[[ INFORMATION SUPPLIED open ]]
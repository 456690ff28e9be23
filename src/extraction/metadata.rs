//! Metadata Extractor
//!
//! Turns one rendered page into title, description, heading counts and the
//! internal link set. Boilerplate is pruned first, so headings and links
//! inside recurring blocks are not counted.

use crate::boilerplate::BoilerplateFilter;
use crate::state::{HeadingCounts, UrlRecord, UrlStatus};
use crate::url::{is_same_origin, normalize_internal, resolve_link};
use chrono::Utc;
use scraper::{Html, Selector};
use std::collections::BTreeSet;
use url::Url;

/// Metadata extracted from one page
#[derive(Debug, Clone, Default, PartialEq, Eq)]
pub struct PageMetadata {
    pub title: Option<String>,
    pub description: Option<String>,
    pub headings: HeadingCounts,
    /// Normalized same-origin link targets, sorted and deduplicated
    pub internal_links: Vec<String>,
    /// Body blocks removed as boilerplate
    pub pruned_blocks: usize,
    /// Anchors skipped for sitting on a navigational DOM path
    pub skipped_nav_links: usize,
}

impl PageMetadata {
    /// Builds the stored record for `url`, stamped with the current time
    pub fn into_record(self, url: impl Into<String>, status: UrlStatus) -> UrlRecord {
        UrlRecord {
            title: self.title,
            description: self.description,
            headings: Some(self.headings),
            internal_links: self.internal_links,
            extracted_at: Some(Utc::now()),
            ..UrlRecord::discovered(url, status)
        }
    }
}

/// Extracts metadata from rendered `html`
///
/// Every selection starts at the root element. Pruned blocks are detached
/// but stay in the node arena, and `Html::select` would still reach their
/// descendants.
///
/// `page_url` resolves relative links; `root` decides what counts as
/// internal. Link targets are normalized with at most `max_segments` path
/// segments so they match discovery's URL keys.
pub fn extract_metadata(
    html: &str,
    page_url: &Url,
    root: &Url,
    filter: &BoilerplateFilter,
    max_segments: usize,
) -> PageMetadata {
    let mut document = Html::parse_document(html);
    let pruned_blocks = filter.prune(&mut document);

    let (internal_links, skipped_nav_links) =
        internal_links(&document, page_url, root, filter, max_segments);

    PageMetadata {
        title: extract_title(&document),
        description: extract_description(&document),
        headings: count_headings(&document),
        internal_links,
        pruned_blocks,
        skipped_nav_links,
    }
}

fn extract_title(document: &Html) -> Option<String> {
    let selector = Selector::parse("title").ok()?;

    document
        .root_element()
        .select(&selector)
        .next()
        .map(|element| element.text().collect::<String>().trim().to_string())
        .filter(|s| !s.is_empty())
}

/// First `<meta name="description">`, name matched case-insensitively
fn extract_description(document: &Html) -> Option<String> {
    let selector = Selector::parse("meta[name][content]").ok()?;

    document
        .root_element()
        .select(&selector)
        .find(|meta| {
            meta.value()
                .attr("name")
                .map_or(false, |name| name.trim().eq_ignore_ascii_case("description"))
        })
        .and_then(|meta| meta.value().attr("content"))
        .map(|content| content.trim().to_string())
        .filter(|s| !s.is_empty())
}

fn count_headings(document: &Html) -> HeadingCounts {
    let mut counts = HeadingCounts::default();
    for level in 1..=6 {
        if let Ok(selector) = Selector::parse(&format!("h{}", level)) {
            for _ in document.root_element().select(&selector) {
                counts.increment(level);
            }
        }
    }
    counts
}

/// Returns the sorted internal link set and the number of navigational
/// anchors skipped
fn internal_links(
    document: &Html,
    page_url: &Url,
    root: &Url,
    filter: &BoilerplateFilter,
    max_segments: usize,
) -> (Vec<String>, usize) {
    let mut links = BTreeSet::new();
    let mut skipped = 0;

    let Ok(selector) = Selector::parse("a[href]") else {
        return (Vec::new(), 0);
    };

    for anchor in document.root_element().select(&selector) {
        let Some(target) = anchor
            .value()
            .attr("href")
            .and_then(|href| resolve_link(href, page_url))
        else {
            continue;
        };
        if !is_same_origin(&target, root) {
            continue;
        }
        if filter.is_navigational_anchor(anchor) {
            skipped += 1;
            continue;
        }
        if let Some(normalized) = normalize_internal(&target, root, max_segments) {
            links.insert(normalized);
        }
    }

    (links.into_iter().collect(), skipped)
}
//! Navigational-Pattern Detector
//!
//! An anchor's DOM path is the chain of tag names from the document root
//! down to the `<a>` itself, e.g. `html > body > nav > ul > li > a`. Paths
//! that carry same-origin links on most sampled pages are navigation.

use super::MIN_OBSERVED_PAGES;
use crate::url::{is_same_origin, resolve_link};
use scraper::{ElementRef, Html, Selector};
use std::collections::{BTreeSet, HashMap, HashSet};
use url::Url;

const SEPARATOR: &str = " > ";

/// Root-to-element tag chain of `element`
pub fn dom_path(element: ElementRef<'_>) -> String {
    let mut tags: Vec<&str> = element
        .ancestors()
        .filter_map(ElementRef::wrap)
        .map(|ancestor| ancestor.value().name())
        .collect();
    tags.reverse();
    tags.push(element.value().name());
    tags.join(SEPARATOR)
}

/// Returns true when `anchor` has an href pointing at the same origin as `root`
pub fn is_internal_anchor(anchor: ElementRef<'_>, page_url: &Url, root: &Url) -> bool {
    anchor
        .value()
        .attr("href")
        .and_then(|href| resolve_link(href, page_url))
        .map_or(false, |target| is_same_origin(&target, root))
}

/// Distinct DOM paths of the same-origin anchors of one document
pub fn anchor_paths(document: &Html, page_url: &Url, root: &Url) -> BTreeSet<String> {
    let mut paths = BTreeSet::new();
    if let Ok(selector) = Selector::parse("a[href]") {
        for anchor in document.root_element().select(&selector) {
            if is_internal_anchor(anchor, page_url, root) {
                paths.insert(dom_path(anchor));
            }
        }
    }
    paths
}

/// Per-path page counts gathered while sampling
#[derive(Debug, Clone, Default)]
pub struct NavPathTable {
    counts: HashMap<String, usize>,
    pages_observed: usize,
}

impl NavPathTable {
    pub fn new() -> Self {
        Self::default()
    }

    /// Records the anchor paths of one page
    ///
    /// A path that occurs several times on the page is counted once.
    pub fn observe<I, S>(&mut self, paths: I)
    where
        I: IntoIterator<Item = S>,
        S: Into<String>,
    {
        let distinct: HashSet<String> = paths.into_iter().map(Into::into).collect();
        for path in distinct {
            *self.counts.entry(path).or_insert(0) += 1;
        }
        self.pages_observed += 1;
    }

    /// Records the same-origin anchor paths of a parsed page
    pub fn observe_document(&mut self, document: &Html, page_url: &Url, root: &Url) {
        self.observe(anchor_paths(document, page_url, root));
    }

    pub fn pages_observed(&self) -> usize {
        self.pages_observed
    }

    /// Number of pages on which `path` was seen
    pub fn count(&self, path: &str) -> usize {
        self.counts.get(path).copied().unwrap_or(0)
    }

    /// Fraction of observed pages carrying `path`, zero before any page
    pub fn frequency(&self, path: &str) -> f64 {
        if self.pages_observed == 0 {
            return 0.0;
        }
        self.count(path) as f64 / self.pages_observed as f64
    }

    /// Keeps every path whose frequency reaches `threshold`
    ///
    /// Fewer than [`MIN_OBSERVED_PAGES`] pages give no patterns.
    pub fn freeze(self, threshold: f64) -> NavigationalPatterns {
        if self.pages_observed < MIN_OBSERVED_PAGES {
            return NavigationalPatterns::default();
        }
        let paths = self
            .counts
            .keys()
            .filter(|path| self.frequency(path) >= threshold)
            .cloned()
            .collect();
        NavigationalPatterns { paths }
    }
}

/// Frozen set of navigational DOM paths
#[derive(Debug, Clone, Default, PartialEq, Eq)]
pub struct NavigationalPatterns {
    paths: HashSet<String>,
}

impl NavigationalPatterns {
    pub fn is_navigational(&self, path: &str) -> bool {
        self.paths.contains(path)
    }

    /// Classifies an anchor element by its DOM path
    pub fn is_navigational_anchor(&self, anchor: ElementRef<'_>) -> bool {
        !self.paths.is_empty() && self.is_navigational(&dom_path(anchor))
    }

    pub fn len(&self) -> usize {
        self.paths.len()
    }

    pub fn is_empty(&self) -> bool {
        self.paths.is_empty()
    }
}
[[ INFORMATION SUPPLIED closed ]]
▸ PROBLEM TO SOLVE:
Filter the records for lines holding the string "frequency". Copy each one.

▸ WRITTEN REPLY:
    pub fn frequency(&self, path: &str) -> f64 {
    /// Keeps every path whose frequency reaches `threshold`
            .filter(|path| self.frequency(path) >= threshold)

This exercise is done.